Following are the past recipients of the BOLD Woman of the Year Award which began in 2010. We look forward  to once again honouring another bold, old(er) woman in 2019 who has made a difference  in her community and in the world.  


The Annual BOLD Woman Award of the Year was founded by BOLD's co-producer/organizer Claire Robson in 2010, 5 years after BOLDFest started. The award was created to recognize the achievements of old(er) lesbians and dykes who have moved us, changed us, who have made a difference in North America and beyond and in the many communities in which we live and work. We so appreciate the dedication and commitment of these women. They, and many others, are the reason lesbian community and lesbian herstory lives on.


Haida artist and master carver Bernie Williams (Gul-Giit-Jaad; Golden Spruce Woman) is an enduring spirit whose life has fostered extraordinary strength and bravery. She is of St’langng Jaanas/Laanas clan in Haida Gwaii.

Bernie is a long time Downtown Eastside resident, artist and activist.
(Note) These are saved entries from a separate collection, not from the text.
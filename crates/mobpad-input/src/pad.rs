//! The input-state engine facade.
//!
//! [`PadState`] ties the registry, the cached region boxes, the pointer
//! tracker and the delta accumulator together behind the three pointer
//! events. All methods run to completion and never fail: unmatched colours
//! and unknown pointers are ordinary no-ops.

use std::sync::Arc;

use tracing::{debug, trace};

use crate::geometry::Point;
use crate::region::{RegionCache, RegionLocator};
use crate::registry::{ColourRegistry, InputKind};
use crate::rules::{Activation, DEFAULT_EXTENT_RADIUS, InputRule};
use crate::state::{DeltaStateAccumulator, FieldMap, LogicalControllerState};
use crate::surface::PixelSurface;
use crate::tracker::{PointerId, PointerSession, PointerSessionTracker};

/// Controller state driven by pointer events over a rendered surface.
#[derive(Debug)]
pub struct PadState<S> {
    registry: Arc<ColourRegistry>,
    surface: S,
    regions: RegionCache,
    tracker: PointerSessionTracker,
    state: LogicalControllerState,
    delta: DeltaStateAccumulator,
    extent_radius: f64,
}

impl<S: PixelSurface> PadState<S> {
    /// Build the engine over a freshly rendered surface.
    ///
    /// Regions are located once here. The delta starts out holding every
    /// field at its neutral value, so the first flush describes the full pad.
    pub fn new(registry: Arc<ColourRegistry>, surface: S) -> Self {
        let regions = RegionLocator::locate_all(&surface, &registry);
        let mut pad = Self {
            registry,
            surface,
            regions,
            tracker: PointerSessionTracker::new(),
            state: LogicalControllerState::default(),
            delta: DeltaStateAccumulator::new(),
            extent_radius: DEFAULT_EXTENT_RADIUS,
        };
        pad.seed_neutral();
        pad
    }

    /// Override the stick travel radius used by new stick presses.
    #[must_use]
    pub fn with_extent_radius(mut self, radius: f64) -> Self {
        self.set_extent_radius(radius);
        self
    }

    fn seed_neutral(&mut self) {
        let neutral: Vec<FieldMap> = self
            .registry
            .iter()
            .map(|(descriptor, _)| InputRule::from(descriptor).reset())
            .collect();
        for updates in neutral {
            for (field, value) in updates {
                self.state.set(field.clone(), value);
                self.delta.set(field, value);
            }
        }
    }

    /// Handle a pointer press.
    ///
    /// Returns `true` when the press landed on a registered input and a
    /// session was started. A pointer that already had a session is released
    /// first.
    pub fn on_pointer_down(&mut self, pointer: PointerId, point: Point) -> bool {
        if self.tracker.get(pointer).is_some() {
            debug!(%pointer, "Pointer pressed again without release, resetting previous input");
            self.on_pointer_up(pointer);
        }

        let Some(descriptor) = self
            .surface
            .sample_at(point)
            .and_then(|colour| self.registry.lookup(colour))
        else {
            trace!(%pointer, x = point.x, y = point.y, "Pointer landed on background");
            return false;
        };

        let session = PointerSession::new(InputRule::from(descriptor), point, self.extent_radius);
        trace!(%pointer, input = session.input_id(), "Pointer session started");
        self.activate(&session, point);
        self.tracker.begin(pointer, session);
        true
    }

    /// Handle a pointer drag.
    ///
    /// Buttons ignore drags. Every other input follows the pointer even
    /// outside its drawn region.
    pub fn on_pointer_move(&mut self, pointer: PointerId, point: Point) {
        let Some(session) = self.tracker.get_mut(pointer) else {
            return;
        };
        if session.rule().kind() == InputKind::Button {
            return;
        }
        session.record_move(point);
        let session = session.clone();
        self.activate(&session, point);
    }

    /// Handle a pointer release. Releasing an unknown pointer does nothing.
    pub fn on_pointer_up(&mut self, pointer: PointerId) {
        let Some(session) = self.tracker.end(pointer) else {
            return;
        };
        trace!(%pointer, input = session.input_id(), "Pointer session ended");
        self.apply(session.rule().reset());
    }

    fn activate(&mut self, session: &PointerSession, point: Point) {
        let activation = Activation {
            point,
            origin: session.down_position(),
            extent_radius: session.extent_radius().unwrap_or(self.extent_radius),
            region: self.regions.get(session.input_id()),
        };
        match session.rule().activate(&activation) {
            Some(updates) => self.apply(updates),
            None => debug!(input = session.input_id(), "Input has no located region, activation skipped"),
        }
    }

    /// Record updates in the full state; only changed fields reach the delta.
    fn apply(&mut self, updates: FieldMap) {
        for (field, value) in updates {
            if self.state.set(field.clone(), value) {
                self.delta.set(field, value);
            }
        }
    }

    /// Take the fields changed since the previous flush.
    pub fn flush_state(&mut self) -> FieldMap {
        self.delta.flush()
    }

    /// The full logical controller state.
    pub fn state(&self) -> &LogicalControllerState {
        &self.state
    }

    /// Pending, unflushed changes.
    pub fn pending(&self) -> &FieldMap {
        self.delta.pending()
    }

    /// Located regions, for overlay rendering.
    pub fn bounding_boxes(&self) -> &RegionCache {
        &self.regions
    }

    /// Active pointer sessions, for overlay rendering.
    pub fn active_sessions(&self) -> impl Iterator<Item = (PointerId, &PointerSession)> {
        self.tracker.iter()
    }

    /// The registry in use.
    pub fn registry(&self) -> &ColourRegistry {
        &self.registry
    }

    /// The surface currently sampled.
    pub fn surface(&self) -> &S {
        &self.surface
    }

    /// Swap in a re-rendered surface and relocate every region.
    ///
    /// Active sessions survive; their next drag uses the new boxes.
    pub fn replace_surface(&mut self, surface: S) {
        self.regions = RegionLocator::locate_all(&surface, &self.registry);
        self.surface = surface;
        debug!(regions = self.regions.len(), "Surface replaced, regions relocated");
    }

    /// Stick travel radius applied to new stick presses. Non-positive or
    /// non-finite radii are ignored.
    pub fn set_extent_radius(&mut self, radius: f64) {
        if radius.is_finite() && radius > 0.0 {
            self.extent_radius = radius;
        }
    }

    /// Current stick travel radius.
    pub fn extent_radius(&self) -> f64 {
        self.extent_radius
    }
}

#[cfg(test)]
mod tests {
    use super::*;
    use crate::colour::ColourKey;
    use crate::registry::standard;
    use crate::state::FieldValue;
    use crate::surface::RgbaSurface;

    const BUTTON_A: ColourKey = standard::BUTTONS[0].0;

    fn pad() -> PadState<RgbaSurface> {
        let mut surface = RgbaSurface::transparent(64, 64);
        surface.fill_rect(0, 0, 10, 10, BUTTON_A);
        PadState::new(Arc::new(ColourRegistry::standard()), surface)
    }

    #[test]
    fn test_first_flush_is_full_neutral_state() {
        let mut pad = pad();
        let first = pad.flush_state();
        assert_eq!(first.len(), pad.state().len());
        assert_eq!(first.get("BUTTON_A"), Some(&FieldValue::Bool(false)));
        assert_eq!(first.get("AXIS_LEFTX"), Some(&FieldValue::Axis(0.0)));
        assert!(pad.flush_state().is_empty());
    }

    #[test]
    fn test_background_press_is_noop() {
        let mut pad = pad();
        pad.flush_state();
        assert!(!pad.on_pointer_down(PointerId(1), Point::new(50.0, 50.0)));
        assert!(pad.flush_state().is_empty());
        assert_eq!(pad.active_sessions().count(), 0);
    }

    #[test]
    fn test_repress_releases_previous_session() {
        let mut pad = pad();
        pad.flush_state();
        assert!(pad.on_pointer_down(PointerId(1), Point::new(2.0, 2.0)));
        assert!(!pad.on_pointer_down(PointerId(1), Point::new(50.0, 50.0)));
        assert_eq!(pad.state().get("BUTTON_A"), Some(FieldValue::Bool(false)));
        assert_eq!(pad.active_sessions().count(), 0);
    }

    #[test]
    fn test_unchanged_fields_stay_out_of_delta() {
        let mut pad = pad();
        pad.flush_state();
        pad.on_pointer_down(PointerId(1), Point::new(2.0, 2.0));
        pad.on_pointer_down(PointerId(2), Point::new(3.0, 3.0));
        let delta = pad.flush_state();
        assert_eq!(delta.len(), 1);
        pad.on_pointer_up(PointerId(2));
        pad.on_pointer_up(PointerId(2));
        assert_eq!(pad.flush_state().get("BUTTON_A"), Some(&FieldValue::Bool(false)));
    }

    #[test]
    fn test_extent_radius_rejects_invalid() {
        let mut pad = pad();
        pad.set_extent_radius(-1.0);
        pad.set_extent_radius(f64::NAN);
        assert!((pad.extent_radius() - DEFAULT_EXTENT_RADIUS).abs() < f64::EPSILON);
        pad.set_extent_radius(35.0);
        assert!((pad.extent_radius() - 35.0).abs() < f64::EPSILON);
    }
}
She is a passionate advocate and rallies against the discrimination, abuse and sexual assault, human trafficking, exploitation against Aboriginal and LGBTQ2S women and girls.

Bernie is one of the cofounders of Walk4Justice, an organization that creates awareness about the escalating violence towards aboriginal women and girls and a voice to their families. The organization brought National attention to the Highway of Tears and Vancouver’s Downtown Eastside.

She also helped to accomplish this by walking across Canada 7 times, starting from East Vancouver to Ottawa; and walked the Highway of Tears 3 times. The momentum eventually assisted in the Federal Government’s decision to create a National Inquiry into Missing and Murdered Indigenous Women & Girls. (MMIWG)

In April of 2018, she testified at the MMIWG in Richmond describing her own journey and with courage spoke her truths; the record of which will be used to help make recommendations to Canadian Governments across the nation for change.

Bernie is the first and only female apprentice of the master Haida carver, Bill Reid. Her artwork can be seen in the landmarks of Vancouver including the Survivor Totem Pole which now stands in Pigeon Park. The project was funded through Kickstarter in part by the Downtown Eastside Sacred Circle Society, an organization Bernie founded. The Totem Pole was created to remember and honour survivors of injustice and discrimination. It now stands as an important gathering place in the DTES, symbolizing the community’s struggle for survival and inclusion.

Her artwork is renown around the world in many international and national museums and collections. One of her great works, a traditional Haida button blanket called “Dance of the Eagle”, was presented to the first Indigenous Woman to receive the Nobel Peace Prize, Rigoberta Menchu Tum of Guatemala in 1992

Bernie was also commissioned by Dr. Dawn Harvard, previous vice-president of the Native Women’s Association of Canada (NWAC), to create a commemorative pendant for the current Māori King in New Zealand, Tūheitia Paki in 2016 as he presented to the United Nations in New York City.

She volunteers her time on the front lines and also searching for family members missing throughout the East side and Lower Mainland. Bernie persists in the fight for the human rights of her community and those still suffering under prejudice, violence and abandonment. Her voice has been loud and often carries a message that is too awful to hear, especially by those in power that can affect meaningful change but are too ashamed to listen.

In October 2019, Bernie Williams will be potlatching her Hereditary Chieftainship Name which is Daasghay (Chief of Two Villages) in her traditional territory Haida Gwaii.


Chris Morrissey, Vancouver BC. 

Chris wears many hats. She was the first coordinator of  Generations, a project of Qmunity (Vancouver's LGBTQ community centre) dedicated to the needs and issues of older LGBTQ people. Almost ten years ago, the Vancouver Park Board and QMUNITY Generations founded Quirk-e - the Queer Imaging & Riting Kollective for Elders, at the 411 Community Centre on Dunsmuir. The group is still going strong, now with the vital support of Britannia Community Services Centre and funding from the City of Vancouver. Claire has been mentor and inspiration as well as artist-in-residence since the birth of Quirk–e.  Under her direction, the group has made many appearances in the city, recently in collaboration with queer youth.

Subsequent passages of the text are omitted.